Collective radiative dynamics of an ensemble of cold atoms coupled to an optical waveguide

TL;DR

This study explores the collective radiative behavior of cold atoms coupled to an optical nanofiber, revealing superradiance and directional effects through experimental and theoretical analysis of light transmission and decay dynamics.

Contribution

It provides new insights into the microscopic dynamics and directional superradiant effects in cold atom ensembles coupled to nanophotonic waveguides.

Findings

Superradiant decay faster than single-atom rate in forward direction

No decay speed-up observed in backward direction

Progressive build-up of collective response demonstrated

Abstract

We experimentally and theoretically investigate collective radiative effects in an ensemble of cold atoms coupled to a single-mode optical nanofiber. Our analysis unveils the microscopic dynamics of the system, showing that collective interactions between the atoms and a single guided photon gradually build-up along the atomic array in the direction of propagation of light.
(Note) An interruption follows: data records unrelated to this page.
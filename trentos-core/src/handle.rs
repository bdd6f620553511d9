//! The capability/handle dispatch core — the uniform mechanism by which
//! every service in the suite hands out stateful object references that may
//! live locally or be serviced remotely over RPC.
//!
//! A typed local path and a type-erased remote path are bridged by one
//! adapter (`Proxy<T>`) so a handle table can hold either, with the "which
//! one" decision frozen at construction time.

use crate::error::{CoreError, ErrorCode, Result};
use std::collections::HashMap;
use std::sync::atomic::{AtomicU64, Ordering};

/// Where a proxied object's implementation actually lives.
#[derive(Clone, Copy, Debug, PartialEq, Eq)]
pub enum Backend {
    /// Serviced in-process by this library.
    Library,
    /// Serviced by a remote RPC server; this process holds only a proxy.
    RpcClient,
}

/// How a context picks the backend for newly created objects. `Switching`
/// is the Rust name for the legacy `SeosCryptoApi_Mode_ROUTER` /
/// `OS_Crypto_MODE_CLIENT` modes, treated here as one equivalent variant.
#[derive(Clone, Copy, Debug, PartialEq, Eq)]
pub enum RoutingMode {
    /// Every object is serviced locally.
    Library,
    /// Every object is forwarded to the remote server.
    RpcClient,
    /// Per-object: `Attributes::keep_local` decides.
    Switching,
}

impl RoutingMode {
    /// Resolve the backend for a new object given its attributes.
    pub fn resolve(self, attributes: &Attributes) -> Backend {
        match self {
            RoutingMode::Library => Backend::Library,
            RoutingMode::RpcClient => Backend::RpcClient,
            RoutingMode::Switching => {
                if attributes.keep_local {
                    Backend::Library
                } else {
                    Backend::RpcClient
                }
            }
        }
    }
}

/// Per-object attributes relevant to proxy routing. `keep_local` is the
/// `keepLocal`/`exportable` attribute: it governs both which backend a
/// `Switching`-mode context selects at creation time, and whether the
/// object may later be exported to a less-trusted caller.
#[derive(Clone, Copy, Debug, Default)]
pub struct Attributes {
    pub keep_local: bool,
    pub flags: u32,
}

impl Attributes {
    pub fn new(keep_local: bool) -> Self {
        Self {
            keep_local,
            flags: 0,
        }
    }

    /// An object is reachable by the caller — and thus exportable — iff it
    /// is library-local, or it is remote but `keep_local` permits export.
    pub fn is_exportable(&self, backend: Backend) -> bool {
        match backend {
            Backend::Library => true,
            Backend::RpcClient => !self.keep_local,
        }
    }
}

/// Opaque remote reference: an id meaningful only to the RPC server that
/// owns the real object. Actual RPC/IPC mechanics (CAmkES, seL4) are out of
/// scope — this crate models only the routing and bookkeeping discipline
/// around them.
#[derive(Clone, Copy, Debug, PartialEq, Eq, Hash)]
pub struct RemoteRef(pub u64);

enum ProxyObject<T> {
    Local(Box<T>),
    Remote(RemoteRef),
}

/// A caller-side object representing a backend library object and its
/// routing. Once created, a proxy's [`Backend`] is immutable for its
/// lifetime — no method on `Proxy` can change it.
pub struct Proxy<T> {
    backend: Backend,
    attributes: Attributes,
    object: ProxyObject<T>,
}

impl<T> Proxy<T> {
    /// Create a proxy for a freshly constructed local object.
    pub fn new_local(value: T, attributes: Attributes) -> Self {
        Self {
            backend: Backend::Library,
            attributes,
            object: ProxyObject::Local(Box::new(value)),
        }
    }

    /// Create a proxy that forwards to a remote server.
    pub fn new_remote(remote: RemoteRef, attributes: Attributes) -> Self {
        Self {
            backend: Backend::RpcClient,
            attributes,
            object: ProxyObject::Remote(remote),
        }
    }

    /// Create a proxy whose backend is resolved from `mode` and
    /// `attributes`. Fails `NotSupported` if the resolved backend requires a
    /// local value we were not given, or a remote ref we were not given.
    pub fn create(
        mode: RoutingMode,
        attributes: Attributes,
        local: Option<T>,
        remote: Option<RemoteRef>,
    ) -> Result<Self> {
        match mode.resolve(&attributes) {
            Backend::Library => {
                let value = local.ok_or_else(|| {
                    CoreError::not_supported("routing mode selected Library backend but no local object was supplied")
                })?;
                Ok(Self::new_local(value, attributes))
            }
            Backend::RpcClient => {
                let remote = remote.ok_or_else(|| {
                    CoreError::not_supported("routing mode selected RpcClient backend but no remote reference was supplied")
                })?;
                Ok(Self::new_remote(remote, attributes))
            }
        }
    }

    pub fn backend(&self) -> Backend {
        self.backend
    }

    pub fn attributes(&self) -> Attributes {
        self.attributes
    }

    pub fn is_exportable(&self) -> bool {
        self.attributes.is_exportable(self.backend)
    }

    /// Read access to the local object. `InvalidHandle` if this proxy is
    /// remote — there is no local object to borrow.
    pub fn local(&self) -> Result<&T> {
        match &self.object {
            ProxyObject::Local(v) => Ok(v),
            ProxyObject::Remote(_) => Err(CoreError::new(
                ErrorCode::InvalidHandle,
                "proxy backend is RpcClient; no local object is available",
            )),
        }
    }

    pub fn local_mut(&mut self) -> Result<&mut T> {
        match &mut self.object {
            ProxyObject::Local(v) => Ok(v),
            ProxyObject::Remote(_) => Err(CoreError::new(
                ErrorCode::InvalidHandle,
                "proxy backend is RpcClient; no local object is available",
            )),
        }
    }

    pub fn remote(&self) -> Result<RemoteRef> {
        match &self.object {
            ProxyObject::Remote(r) => Ok(*r),
            ProxyObject::Local(_) => Err(CoreError::new(
                ErrorCode::InvalidHandle,
                "proxy backend is Library; there is no remote reference",
            )),
        }
    }

    /// Extract the backend pointer for expert use. Never invalidates the
    /// proxy.
    pub fn raw(&self) -> RawBackendRef<'_, T> {
        match &self.object {
            ProxyObject::Local(v) => RawBackendRef::Local(v),
            ProxyObject::Remote(r) => RawBackendRef::Remote(*r),
        }
    }

    /// Wrap an existing backend object into a new proxy sharing the same
    /// underlying object. The caller is responsible for ensuring exactly
    /// one of the resulting proxies eventually frees the object — using
    /// both independently is a double-free, treated as caller error rather
    /// than designed around with reference counting.
    pub fn migrate_local(value: T, attributes: Attributes) -> Self {
        Self::new_local(value, attributes)
    }

    pub fn migrate_remote(remote: RemoteRef, attributes: Attributes) -> Result<Self> {
        Ok(Self::new_remote(remote, attributes))
    }
}

/// Result of [`Proxy::raw`]: expert-level access to the backend reference
/// without invalidating the proxy.
pub enum RawBackendRef<'a, T> {
    Local(&'a T),
    Remote(RemoteRef),
}

/// Opaque handle identifying a proxy within a [`HandleTable`]. Carries no
/// information about the object kind; each subsystem keeps its own table.
#[derive(Clone, Copy, Debug, PartialEq, Eq, Hash)]
pub struct Handle(u64);

impl Handle {
    pub fn raw(self) -> u64 {
        self.0
    }
}

/// Per-context table mapping opaque [`Handle`]s to [`Proxy`] entries,
/// generalized to the caller's object kind `T`.
pub struct HandleTable<T> {
    next_id: AtomicU64,
    entries: HashMap<u64, Proxy<T>>,
}

impl<T> Default for HandleTable<T> {
    fn default() -> Self {
        Self {
            next_id: AtomicU64::new(1),
            entries: HashMap::new(),
        }
    }
}

impl<T> HandleTable<T> {
    pub fn new() -> Self {
        Self::default()
    }

    /// Insert a proxy and return a fresh handle for it.
    pub fn insert(&mut self, proxy: Proxy<T>) -> Handle {
        let id = self.next_id.fetch_add(1, Ordering::Relaxed);
        self.entries.insert(id, proxy);
        Handle(id)
    }

    pub fn get(&self, handle: Handle) -> Result<&Proxy<T>> {
        self.entries.get(&handle.0).ok_or_else(|| {
            CoreError::new(
                ErrorCode::InvalidHandle,
                format!("handle {} does not map to a live object", handle.0),
            )
        })
    }

    pub fn get_mut(&mut self, handle: Handle) -> Result<&mut Proxy<T>> {
        self.entries.get_mut(&handle.0).ok_or_else(|| {
            CoreError::new(
                ErrorCode::InvalidHandle,
                format!("handle {} does not map to a live object", handle.0),
            )
        })
    }

    /// Tear down the backend object and release the proxy. Using `handle`
    /// again after this call is a fatal caller
    /// error — idempotent-by-handle semantics are explicitly not
    /// guaranteed.
    pub fn free(&mut self, handle: Handle) -> Result<Proxy<T>> {
        self.entries.remove(&handle.0).ok_or_else(|| {
            CoreError::new(
                ErrorCode::InvalidHandle,
                format!("handle {} does not map to a live object", handle.0),
            )
        })
    }

    pub fn len(&self) -> usize {
        self.entries.len()
    }

    pub fn is_empty(&self) -> bool {
        self.entries.is_empty()
    }
}

#[cfg(test)]
mod tests {
    use super::*;

    #[test]
    fn switching_mode_routes_by_keep_local() {
        let kept = Attributes::new(true);
        let exported = Attributes::new(false);
        assert_eq!(RoutingMode::Switching.resolve(&kept), Backend::Library);
        assert_eq!(RoutingMode::Switching.resolve(&exported), Backend::RpcClient);
    }

    #[test]
    fn library_mode_always_local_regardless_of_attribute() {
        let attrs = Attributes::new(false);
        assert_eq!(RoutingMode::Library.resolve(&attrs), Backend::Library);
    }

    #[test]
    fn export_denied_for_remote_non_keep_local_false() {
        // keep_local=false on a remote object means "may be exported".
        let attrs = Attributes::new(false);
        assert!(attrs.is_exportable(Backend::RpcClient));
        let attrs = Attributes::new(true);
        assert!(!attrs.is_exportable(Backend::RpcClient));
        // library-local objects are always exportable regardless of the flag.
        assert!(Attributes::new(true).is_exportable(Backend::Library));
    }

    #[test]
    fn backend_tag_is_immutable_and_handle_table_round_trips() {
        let mut table: HandleTable<u32> = HandleTable::new();
        let proxy = Proxy::new_local(42u32, Attributes::new(true));
        assert_eq!(proxy.backend(), Backend::Library);
        let handle = table.insert(proxy);
        assert_eq!(*table.get(handle).unwrap().local().unwrap(), 42);
        let freed = table.free(handle).unwrap();
        assert_eq!(freed.backend(), Backend::Library);
        assert!(table.get(handle).is_err());
    }

    #[test]
    fn using_freed_handle_is_invalid_handle() {
        let mut table: HandleTable<u32> = HandleTable::new();
        let handle = table.insert(Proxy::new_local(1u32, Attributes::default()));
        table.free(handle).unwrap();
        let err = table.free(handle).unwrap_err();
        assert_eq!(err.code(), ErrorCode::InvalidHandle);
    }

    #[test]
    fn create_fails_not_supported_on_incoherent_mode_attribute_combination() {
        let err = Proxy::<u32>::create(RoutingMode::Library, Attributes::default(), None, None)
            .unwrap_err();
        assert_eq!(err.code(), ErrorCode::NotSupported);
    }
}
//! Crypto Core: RNG, key management, and the digest/MAC/cipher/
//! signature/agreement state machines, all reached through handles on a
//! [`CryptoContext`] the way every other subsystem's objects are reached
//! through its own context.

pub mod agreement;
pub mod cipher;
pub mod digest;
pub mod key;
pub mod mac;
pub mod rng;
pub mod signature;

use crate::context::ContextCore;
use crate::entropy::EntropySource;
use crate::error::Result;
use crate::handle::{Attributes, Handle, HandleTable, Proxy, RoutingMode};
use agreement::Agreement;
use cipher::Cipher;
use digest::Digest;
use key::Key;
use mac::Mac;
use parking_lot::Mutex;
use rng::Rng;
use signature::Signature;

/// Owns the RNG and the per-kind handle tables for every object the Crypto
/// Core hands out: one context per service, many object kinds share it,
/// one mutex-guarded struct rather than one lock per object.
pub struct CryptoContext {
    core: ContextCore,
    rng: Mutex<Rng>,
    keys: Mutex<HandleTable<Key>>,
    digests: Mutex<HandleTable<Digest>>,
    macs: Mutex<HandleTable<Mac>>,
    ciphers: Mutex<HandleTable<Cipher>>,
    signatures: Mutex<HandleTable<Signature>>,
    agreements: Mutex<HandleTable<Agreement>>,
}

impl CryptoContext {
    pub fn new(routing_mode: RoutingMode, entropy: Box<dyn EntropySource>) -> Result<Self> {
        Ok(Self {
            core: ContextCore::new("crypto", routing_mode),
            rng: Mutex::new(Rng::new(entropy)?),
            keys: Mutex::new(HandleTable::new()),
            digests: Mutex::new(HandleTable::new()),
            macs: Mutex::new(HandleTable::new()),
            ciphers: Mutex::new(HandleTable::new()),
            signatures: Mutex::new(HandleTable::new()),
            agreements: Mutex::new(HandleTable::new()),
        })
    }

    pub fn routing_mode(&self) -> RoutingMode {
        self.core.routing_mode()
    }

    pub fn destroy(&self) -> Result<()> {
        self.core.destroy()
    }

    /// Fill `buf` with fresh random bytes via the context's shared RNG.
    pub fn get_random_bytes(&self, flags: rng::RngFlags, buf: &mut [u8], dataport_size: usize) -> Result<()> {
        self.core.check_live()?;
        self.rng.lock().get_bytes(flags, buf, dataport_size)
    }

    pub fn reseed_rng(&self, seed: &[u8]) -> Result<()> {
        self.core.check_live()?;
        self.rng.lock().reseed_with(seed)
    }

    /// Generate a key and register it under a fresh handle.
    pub fn generate_key(&self, key_type: key::KeyType, spec: &key::KeySpec, attributes: Attributes) -> Result<Handle> {
        self.core.check_live()?;
        let generated = key::generate(key_type, spec, &mut self.rng.lock())?;
        let proxy = Proxy::create(self.core.routing_mode(), attributes, Some(generated), None)?;
        Ok(self.keys.lock().insert(proxy))
    }

    pub fn import_key(&self, key_type: key::KeyType, raw: &[u8], attributes: Attributes) -> Result<Handle> {
        self.core.check_live()?;
        let imported = key::import(key_type, raw, None)?;
        let proxy = Proxy::create(self.core.routing_mode(), attributes, Some(imported), None)?;
        Ok(self.keys.lock().insert(proxy))
    }

    pub fn export_key(&self, handle: Handle) -> Result<Vec<u8>> {
        self.core.check_live()?;
        let table = self.keys.lock();
        let proxy = table.get(handle)?;
        key::export(proxy.local()?, proxy.is_exportable(), None)
    }

    pub fn free_key(&self, handle: Handle) -> Result<()> {
        self.core.check_live()?;
        self.keys.lock().free(handle)?;
        Ok(())
    }

    pub fn new_digest(&self, algorithm: digest::DigestAlgorithm, attributes: Attributes) -> Result<Handle> {
        self.core.check_live()?;
        let proxy = Proxy::create(self.core.routing_mode(), attributes, Some(Digest::new(algorithm)), None)?;
        Ok(self.digests.lock().insert(proxy))
    }

    pub fn digest_process(&self, handle: Handle, data: &[u8]) -> Result<()> {
        self.core.check_live()?;
        self.digests.lock().get_mut(handle)?.local_mut()?.process(data)
    }

    pub fn digest_finalize(&self, handle: Handle) -> Result<Vec<u8>> {
        self.core.check_live()?;
        self.digests.lock().get_mut(handle)?.local_mut()?.finalize()
    }

    pub fn new_mac(&self, algorithm: mac::MacAlgorithm, attributes: Attributes) -> Result<Handle> {
        self.core.check_live()?;
        let proxy = Proxy::create(self.core.routing_mode(), attributes, Some(Mac::new(algorithm)), None)?;
        Ok(self.macs.lock().insert(proxy))
    }

    pub fn mac_start(&self, handle: Handle, key_handle: Handle) -> Result<()> {
        self.core.check_live()?;
        let keys = self.keys.lock();
        let key_proxy = keys.get(key_handle)?;
        self.macs.lock().get_mut(handle)?.local_mut()?.start(key_proxy.local()?)
    }

    pub fn mac_process(&self, handle: Handle, data: &[u8]) -> Result<()> {
        self.core.check_live()?;
        self.macs.lock().get_mut(handle)?.local_mut()?.process(data)
    }

    pub fn mac_finalize(&self, handle: Handle) -> Result<Vec<u8>> {
        self.core.check_live()?;
        self.macs.lock().get_mut(handle)?.local_mut()?.finalize()
    }

    /// Create a cipher bound to `key_handle`/`iv` immediately: key and IV
    /// are init-time parameters, not supplied later through `cipher_start`.
    pub fn new_cipher(
        &self,
        algorithm: cipher::CipherAlgorithm,
        direction: cipher::Direction,
        key_handle: Handle,
        iv: &[u8],
        attributes: Attributes,
    ) -> Result<Handle> {
        self.core.check_live()?;
        let keys = self.keys.lock();
        let key_proxy = keys.get(key_handle)?;
        let cipher = Cipher::new(algorithm, direction, key_proxy.local()?, iv)?;
        let proxy = Proxy::create(self.core.routing_mode(), attributes, Some(cipher), None)?;
        Ok(self.ciphers.lock().insert(proxy))
    }

    /// Move a GCM cipher into its processing state. `Aborted` for
    /// block-mode ciphers, which are ready to process right after
    /// `new_cipher` and never require a separate start.
    pub fn cipher_start(&self, handle: Handle) -> Result<()> {
        self.core.check_live()?;
        self.ciphers.lock().get_mut(handle)?.local_mut()?.start()
    }

    pub fn cipher_process(&self, handle: Handle, data: &[u8]) -> Result<Vec<u8>> {
        self.core.check_live()?;
        self.ciphers.lock().get_mut(handle)?.local_mut()?.process(data)
    }

    /// Feed additional authenticated data into a GCM cipher ahead of
    /// `cipher_process`/`cipher_finalize_*`.
    pub fn cipher_process_aad(&self, handle: Handle, aad: &[u8]) -> Result<()> {
        self.core.check_live()?;
        self.ciphers.lock().get_mut(handle)?.local_mut()?.process_aad(aad)
    }

    pub fn cipher_finalize_encrypt(&self, handle: Handle) -> Result<Vec<u8>> {
        self.core.check_live()?;
        self.ciphers.lock().get_mut(handle)?.local_mut()?.finalize_encrypt()
    }

    pub fn cipher_finalize_decrypt(&self, handle: Handle, tag: Option<&[u8]>) -> Result<Vec<u8>> {
        self.core.check_live()?;
        self.ciphers.lock().get_mut(handle)?.local_mut()?.finalize_decrypt(tag)
    }

    /// Create a signature object bound to no key yet; `signature_set_*_key`
    /// populates it before `sign`/`verify` can succeed.
    pub fn new_signature(
        &self,
        padding: signature::SignaturePadding,
        digest_algorithm: digest::DigestAlgorithm,
        attributes: Attributes,
    ) -> Result<Handle> {
        self.core.check_live()?;
        let proxy = Proxy::create(self.core.routing_mode(), attributes, Some(Signature::new(padding, digest_algorithm)), None)?;
        Ok(self.signatures.lock().insert(proxy))
    }

    /// Bind the signing key. A derived proxy inherits its routing from the
    /// key it is built on, per the handle layer's derived-proxy rule: the
    /// key's own proxy must already share this context's backend.
    pub fn signature_set_signing_key(&self, handle: Handle, key_handle: Handle) -> Result<()> {
        self.core.check_live()?;
        let keys = self.keys.lock();
        let key_proxy = keys.get(key_handle)?;
        self.signatures.lock().get_mut(handle)?.local_mut()?.set_signing_key(key_proxy.local()?.clone())
    }

    pub fn signature_set_verification_key(&self, handle: Handle, key_handle: Handle) -> Result<()> {
        self.core.check_live()?;
        let keys = self.keys.lock();
        let key_proxy = keys.get(key_handle)?;
        self.signatures.lock().get_mut(handle)?.local_mut()?.set_verification_key(key_proxy.local()?.clone())
    }

    pub fn signature_sign(&self, handle: Handle, digest: &[u8]) -> Result<Vec<u8>> {
        self.core.check_live()?;
        self.signatures.lock().get(handle)?.local()?.sign(digest)
    }

    pub fn signature_verify(&self, handle: Handle, digest: &[u8], sig: &[u8]) -> Result<()> {
        self.core.check_live()?;
        self.signatures.lock().get(handle)?.local()?.verify(digest, sig)
    }

    pub fn free_signature(&self, handle: Handle) -> Result<()> {
        self.core.check_live()?;
        self.signatures.lock().free(handle)?;
        Ok(())
    }

    /// Create a key-agreement object bound to no key yet.
    pub fn new_agreement(&self, kind: agreement::AgreementKind, attributes: Attributes) -> Result<Handle> {
        self.core.check_live()?;
        let proxy = Proxy::create(self.core.routing_mode(), attributes, Some(Agreement::new(kind)), None)?;
        Ok(self.agreements.lock().insert(proxy))
    }

    pub fn agreement_set_private_key(&self, handle: Handle, key_handle: Handle) -> Result<()> {
        self.core.check_live()?;
        let keys = self.keys.lock();
        let key_proxy = keys.get(key_handle)?;
        self.agreements.lock().get_mut(handle)?.local_mut()?.set_private_key(key_proxy.local()?.clone())
    }

    pub fn agreement_agree(&self, handle: Handle, peer_public_key_handle: Handle) -> Result<Vec<u8>> {
        self.core.check_live()?;
        let keys = self.keys.lock();
        let peer_proxy = keys.get(peer_public_key_handle)?;
        self.agreements.lock().get(handle)?.local()?.agree(peer_proxy.local()?)
    }

    pub fn free_agreement(&self, handle: Handle) -> Result<()> {
        self.core.check_live()?;
        self.agreements.lock().free(handle)?;
        Ok(())
    }
}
These results are supported by time-resolved measurements of the light transmitted and reflected by the ensemble after excitation via nanofiber-guided laser pulses, whose rise and fall times are shorter than the atomic lifetime. Superradiant decays more than one order of magnitude faster than the single-atom free-space decay rate are observed for emission in the forward-propagating guided mode, while at the same time no speed-up of the decay rate are measured in the backward direction. In addition, position-resolved measurements of the light that is transmitted past the atoms are performed by inserting the nanofiber-coupled atomic array in a 45-m long fiber ring-resonator, which allow us to experimentally reveal the progressive growth of the collective response of the atomic ensemble. Our results highlight the unique opportunities offered by nanophotonic cold atom systems for the experimental investigation of collective light-matter interaction.